WORK ORDER. Within the entries below, find the portion that opens with the line containing "key.split('.')" and closes with the line containing "missing list content". Retype that portion exactly and only.

SUPPLIED RECORDS.
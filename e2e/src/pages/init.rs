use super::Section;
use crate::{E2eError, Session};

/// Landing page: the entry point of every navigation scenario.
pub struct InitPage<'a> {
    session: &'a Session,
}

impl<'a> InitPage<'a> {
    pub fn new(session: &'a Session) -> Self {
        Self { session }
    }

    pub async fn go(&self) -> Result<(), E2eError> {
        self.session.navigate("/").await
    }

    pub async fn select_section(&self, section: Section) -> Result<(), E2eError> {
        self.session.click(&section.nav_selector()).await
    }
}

---

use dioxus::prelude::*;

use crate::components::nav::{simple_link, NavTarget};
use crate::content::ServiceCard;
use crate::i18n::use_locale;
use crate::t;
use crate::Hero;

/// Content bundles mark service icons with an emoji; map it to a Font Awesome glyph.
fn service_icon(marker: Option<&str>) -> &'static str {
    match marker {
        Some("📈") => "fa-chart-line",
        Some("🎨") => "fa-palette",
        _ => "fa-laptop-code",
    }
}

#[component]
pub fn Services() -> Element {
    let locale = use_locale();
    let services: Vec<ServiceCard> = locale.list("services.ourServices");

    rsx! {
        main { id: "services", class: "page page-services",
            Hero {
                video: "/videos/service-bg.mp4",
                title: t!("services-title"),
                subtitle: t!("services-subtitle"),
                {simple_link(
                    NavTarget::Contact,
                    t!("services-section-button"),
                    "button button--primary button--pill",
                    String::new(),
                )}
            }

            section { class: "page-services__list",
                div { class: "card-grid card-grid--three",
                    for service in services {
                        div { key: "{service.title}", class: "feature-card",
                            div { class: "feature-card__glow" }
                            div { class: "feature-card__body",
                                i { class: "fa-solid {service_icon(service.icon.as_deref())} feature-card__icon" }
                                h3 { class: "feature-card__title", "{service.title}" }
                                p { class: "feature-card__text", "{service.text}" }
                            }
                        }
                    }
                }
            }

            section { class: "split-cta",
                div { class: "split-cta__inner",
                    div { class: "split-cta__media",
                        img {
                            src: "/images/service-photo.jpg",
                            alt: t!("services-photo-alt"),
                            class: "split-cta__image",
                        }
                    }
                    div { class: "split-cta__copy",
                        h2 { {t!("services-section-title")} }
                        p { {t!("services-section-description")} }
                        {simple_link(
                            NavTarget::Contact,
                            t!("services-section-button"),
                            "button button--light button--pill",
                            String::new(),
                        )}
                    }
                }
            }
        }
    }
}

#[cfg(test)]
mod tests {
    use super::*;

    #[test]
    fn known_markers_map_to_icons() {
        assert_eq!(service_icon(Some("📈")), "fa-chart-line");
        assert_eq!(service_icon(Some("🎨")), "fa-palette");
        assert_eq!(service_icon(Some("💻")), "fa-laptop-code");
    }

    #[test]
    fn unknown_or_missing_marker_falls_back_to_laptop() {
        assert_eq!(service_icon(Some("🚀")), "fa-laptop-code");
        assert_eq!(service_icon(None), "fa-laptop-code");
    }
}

* * *

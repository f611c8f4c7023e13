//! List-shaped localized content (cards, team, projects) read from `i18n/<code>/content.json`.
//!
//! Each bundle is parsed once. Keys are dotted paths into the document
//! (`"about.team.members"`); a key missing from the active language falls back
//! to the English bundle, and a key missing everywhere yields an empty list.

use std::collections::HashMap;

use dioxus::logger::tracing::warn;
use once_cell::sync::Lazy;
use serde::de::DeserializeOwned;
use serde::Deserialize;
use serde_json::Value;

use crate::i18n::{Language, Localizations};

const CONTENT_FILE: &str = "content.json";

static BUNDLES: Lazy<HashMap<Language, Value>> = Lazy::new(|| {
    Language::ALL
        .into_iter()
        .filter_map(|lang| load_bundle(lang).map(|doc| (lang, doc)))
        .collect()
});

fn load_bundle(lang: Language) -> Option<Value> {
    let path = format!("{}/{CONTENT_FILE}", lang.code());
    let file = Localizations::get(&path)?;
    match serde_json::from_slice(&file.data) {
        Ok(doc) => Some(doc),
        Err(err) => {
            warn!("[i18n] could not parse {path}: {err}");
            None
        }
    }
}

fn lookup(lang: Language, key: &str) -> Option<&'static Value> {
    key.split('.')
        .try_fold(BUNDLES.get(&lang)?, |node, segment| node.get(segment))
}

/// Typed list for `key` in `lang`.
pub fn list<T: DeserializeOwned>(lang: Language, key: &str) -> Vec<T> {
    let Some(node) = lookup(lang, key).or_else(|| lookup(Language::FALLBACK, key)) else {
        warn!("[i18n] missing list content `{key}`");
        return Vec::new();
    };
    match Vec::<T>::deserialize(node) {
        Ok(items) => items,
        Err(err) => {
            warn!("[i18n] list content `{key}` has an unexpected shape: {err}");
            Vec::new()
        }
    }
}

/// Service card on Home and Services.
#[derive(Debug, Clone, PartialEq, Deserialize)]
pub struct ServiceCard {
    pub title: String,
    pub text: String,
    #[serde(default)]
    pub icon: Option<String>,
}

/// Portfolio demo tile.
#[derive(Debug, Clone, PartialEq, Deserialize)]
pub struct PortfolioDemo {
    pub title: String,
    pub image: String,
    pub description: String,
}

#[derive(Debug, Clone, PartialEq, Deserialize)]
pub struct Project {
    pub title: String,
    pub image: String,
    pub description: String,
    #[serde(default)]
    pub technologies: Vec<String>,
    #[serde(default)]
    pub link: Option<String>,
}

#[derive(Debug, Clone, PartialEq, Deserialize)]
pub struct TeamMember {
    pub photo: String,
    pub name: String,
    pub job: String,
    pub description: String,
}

ANSWER TO THE EXERCISE.
    key.split('.')
        .try_fold(BUNDLES.get(&lang)?, |node, segment| node.get(segment))
}

/// Typed list for `key` in `lang`.
pub fn list<T: DeserializeOwned>(lang: Language, key: &str) -> Vec<T> {
    let Some(node) = lookup(lang, key).or_else(|| lookup(Language::FALLBACK, key)) else {
        warn!("[i18n] missing list content `{key}`");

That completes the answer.